In negotiating a final version of an omnibus spending package, Congress could choose to adopt the Senate’s version and freeze federal pay, or it could include a specific raise in conference legislation. Congress could also choose to stay silent on the topic, as the House has already done, which may ultimately leave it up to the president to decide at the end of the year.
No federal pay raise or freeze is official until the president signs an executive order setting pay rates for the next year.
Beyond federal pay, there are a few other provisions that federal employees should watch this month.
The Senate’s budget proposals, for example, included a provision aimed at resolving the ongoing debates over the Thrift Savings Plan and the future of the international fund.

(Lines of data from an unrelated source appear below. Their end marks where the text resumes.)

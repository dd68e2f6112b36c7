//! Logging initialization for shells embedding the store.
//!
//! Writes logs to `./dashboard.log` in the current working directory.

use std::fs::File;
use std::path::PathBuf;

use log::LevelFilter;
use simplelog::{
    ColorChoice, CombinedLogger, Config, ConfigBuilder, SharedLogger, TermLogger, TerminalMode,
    WriteLogger,
};

/// Destination for log output.
pub enum LogDestination {
    /// Write to ./dashboard.log in the current directory.
    File,
    /// Write to terminal (stdout).
    Terminal,
    /// Write to both file and terminal.
    Both,
}

/// Initialize the logger with the specified destination.
///
/// For `LogDestination::File` or `Both`, creates `./dashboard.log` in the
/// current working directory. Failing to create the file degrades to
/// whatever loggers could be built rather than failing the shell.
pub fn initialize(destination: LogDestination) {
    let level = LevelFilter::Info;
    let config = ConfigBuilder::new()
        .set_time_format_rfc3339()
        .set_target_level(LevelFilter::Error)
        .build();

    let mut loggers: Vec<Box<dyn SharedLogger>> = Vec::new();
    if matches!(destination, LogDestination::Terminal | LogDestination::Both) {
        loggers.push(TermLogger::new(
            level,
            config.clone(),
            TerminalMode::Mixed,
            ColorChoice::Auto,
        ));
    }
    if matches!(destination, LogDestination::File | LogDestination::Both) {
        if let Some(file_logger) = file_logger(level, config) {
            loggers.push(file_logger);
        }
    }

    if !loggers.is_empty() {
        let _ = CombinedLogger::init(loggers);
    }
}

fn file_logger(level: LevelFilter, config: Config) -> Option<Box<WriteLogger<File>>> {
    let log_path = PathBuf::from("./dashboard.log");
    match File::create(&log_path) {
        Ok(file) => Some(WriteLogger::new(level, config, file)),
        Err(err) => {
            eprintln!("Warning: Could not create log file at {log_path:?}: {err}");
            None
        }
    }
}
use std::fmt;

/// Login form contents carried by [`Msg::LoginSubmitted`].
#[derive(Clone, PartialEq, Eq)]
pub struct Credentials {
    username: String,
    password: String,
}

impl Credentials {
    pub fn new(username: impl Into<String>, password: impl Into<String>) -> Self {
        Self {
            username: username.into(),
            password: password.into(),
        }
    }

    pub fn username(&self) -> &str {
        &self.username
    }

    pub fn password(&self) -> &str {
        &self.password
    }

    /// True when both fields carry something submittable: a non-blank
    /// username and a non-empty password.
    pub fn is_well_formed(&self) -> bool {
        !self.username.trim().is_empty() && !self.password.is_empty()
    }
}

// Hand-written so the password never reaches the dispatch logs.
impl fmt::Debug for Credentials {
    fn fmt(&self, f: &mut fmt::Formatter<'_>) -> fmt::Result {
        f.debug_struct("Credentials")
            .field("username", &self.username)
            .field("password", &"<redacted>")
            .finish()
    }
}

#[derive(Debug, Clone, PartialEq, Eq)]
pub enum Msg {
    /// User submitted the login form.
    LoginSubmitted(Credentials),
    /// Authentication service accepted the credentials.
    LoginSucceeded,
    /// Authentication service rejected the credentials or the request failed.
    LoginFailed { reason: String },
    /// User clicked Logout.
    LogoutClicked,
    /// A server call answered 401; the session is no longer valid.
    SessionExpired,
    /// User dismissed the error banner.
    ErrorDismissed,
    /// UI/render tick to coalesce rendering.
    Tick,
    /// Fallback for placeholder wiring.
    NoOp,
}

The provision would prohibit the TSP from making investments in countries that don’t comply with U.S. accounting inspections or oversight. A bipartisan group of lawmakers, and the president himself, have expressed concerns with the TSP’s original plans to expand the I fund’s benchmark into emerging markets, including China.
The TSP eventually dropped those plans amid pressure from the White House, but the Senate seems intent on quashing any attempts by the Federal Retirement Thrift Investment Board to broaden the I fund to Chinese markets.
Finally, this year’s defense authorization bill contains few major provisions of note for federal employees. But the House version of the defense policy bill does include language that would expand the paid parental leave program to all federal employees.
Congress included 12 weeks of paid parental leave in the 2020 NDAA, but in the rush to push through a new program, the authors of the legislation inadvertently left out portions of the federal workforce.
A House provision would at last expand the paid parental leave program to non-screeners at the Transportation Security Administration and employees at the Federal Aviation Administration, as well as tens of thousands of temporary federal employees and members of the judicial branch workforce. It also clears up any ambiguities for medical professionals at the Veterans Health Administration.
Expanding paid parental leave to all federal employees has bipartisan support.
FEPLA, which grants federal employees up to 12 weeks of paid leave for the birth, adoption or foster placement of a new child, went into effect in October.